DESCRIPTION OF THE TASK:
All lines from the entries below that contain the string "GridError" should be copied out.

DATA UNDER STUDY:
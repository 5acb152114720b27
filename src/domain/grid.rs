use super::{Cell, rules::Rule};
use rand::Rng;
use thiserror::Error;

/// Errors from bounds-checked grid access.
#[derive(Debug, Error, Clone, Copy, PartialEq, Eq)]
pub enum GridError {
    #[error("coordinate ({x}, {y}) is outside the board")]
    OutOfBounds { x: usize, y: usize },
}

/// Grid manages the 2D cellular automaton board.
/// It is the sole source of truth for cell state; evolution produces a new
/// grid instead of mutating in place, so a generation is never read and
/// written at the same time.
#[derive(Clone, PartialEq, Debug)]
pub struct Grid {
    width: usize,
    height: usize,
    cells: Vec<Cell>,
}

impl Grid {
    /// Create a new grid with all cells initially dead
    pub fn new(width: usize, height: usize) -> Self {
        Self {
            width,
            height,
            cells: vec![Cell::Dead; width * height],
        }
    }

    /// Get grid dimensions
    pub const fn dimensions(&self) -> (usize, usize) {
        (self.width, self.height)
    }

    /// Convert 2D coordinates to 1D index
    const fn get_index(&self, x: usize, y: usize) -> usize {
        y * self.width + x
    }

    /// Get cell at position, `OutOfBounds` if (x, y) is off the board
    pub fn get(&self, x: usize, y: usize) -> Result<Cell, GridError> {
        if x < self.width && y < self.height {
            Ok(self.cells[self.get_index(x, y)])
        } else {
            Err(GridError::OutOfBounds { x, y })
        }
    }

    /// Set cell at position, `OutOfBounds` if (x, y) is off the board
    pub fn set(&mut self, x: usize, y: usize, cell: Cell) -> Result<(), GridError> {
        if x < self.width && y < self.height {
            let idx = self.get_index(x, y);
            self.cells[idx] = cell;
            Ok(())
        } else {
            Err(GridError::OutOfBounds { x, y })
        }
    }

    /// Set every cell to the given state (reset is `fill(Cell::Dead)`)
    pub fn fill(mut self, cell: Cell) -> Self {
        self.cells.iter_mut().for_each(|c| *c = cell);
        self
    }

    /// Count live neighbors among the up-to-8 surrounding cells.
    /// Edges do not wrap: coordinates off the board contribute nothing, so
    /// border cells simply have fewer neighbors.
    fn count_live_neighbors(&self, x: usize, y: usize) -> u8 {
        let w = self.width as i32;
        let h = self.height as i32;

        (-1..=1)
            .flat_map(|dy| (-1..=1).map(move |dx| (dx, dy)))
            .filter(|&(dx, dy)| dx != 0 || dy != 0)
            .filter_map(|(dx, dy)| {
                let nx = x as i32 + dx;
                let ny = y as i32 + dy;
                (nx >= 0 && nx < w && ny >= 0 && ny < h)
                    .then(|| self.cells[self.get_index(nx as usize, ny as usize)])
            })
            .filter(|cell| cell.is_alive())
            .count() as u8
    }

    /// Pure functional evolution - returns the next generation as a new grid.
    /// Every next state is computed from the receiver before anything is
    /// committed, so no neighbor count can observe a half-updated generation.
    pub fn evolve(&self, rule: &dyn Rule) -> Self {
        let cells = (0..self.height)
            .flat_map(|y| (0..self.width).map(move |x| (x, y)))
            .map(|(x, y)| {
                let current = self.cells[self.get_index(x, y)];
                let neighbors = self.count_live_neighbors(x, y);
                rule.evolve(current, neighbors)
            })
            .collect();

        Self {
            width: self.width,
            height: self.height,
            cells,
        }
    }

    /// Overwrite every cell: alive with probability `density`, dead
    /// otherwise, drawn independently per cell. Clamps `density` to [0, 1].
    pub fn randomize<R: Rng>(mut self, density: f64, rng: &mut R) -> Self {
        let density = density.clamp(0.0, 1.0);
        self.cells.iter_mut().for_each(|cell| {
            *cell = if rng.random_bool(density) {
                Cell::Alive
            } else {
                Cell::Dead
            };
        });
        self
    }

    /// Iterate over all cells with their positions, row-major
    pub fn iter_cells(&self) -> impl Iterator<Item = (usize, usize, Cell)> + '_ {
        (0..self.height)
            .flat_map(move |y| (0..self.width).map(move |x| (x, y)))
            .map(|(x, y)| (x, y, self.cells[self.get_index(x, y)]))
    }
}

ANSWER FOR THIS EXERCISE:
pub enum GridError {
    pub fn get(&self, x: usize, y: usize) -> Result<Cell, GridError> {
            Err(GridError::OutOfBounds { x, y })
    pub fn set(&mut self, x: usize, y: usize, cell: Cell) -> Result<(), GridError> {
            Err(GridError::OutOfBounds { x, y })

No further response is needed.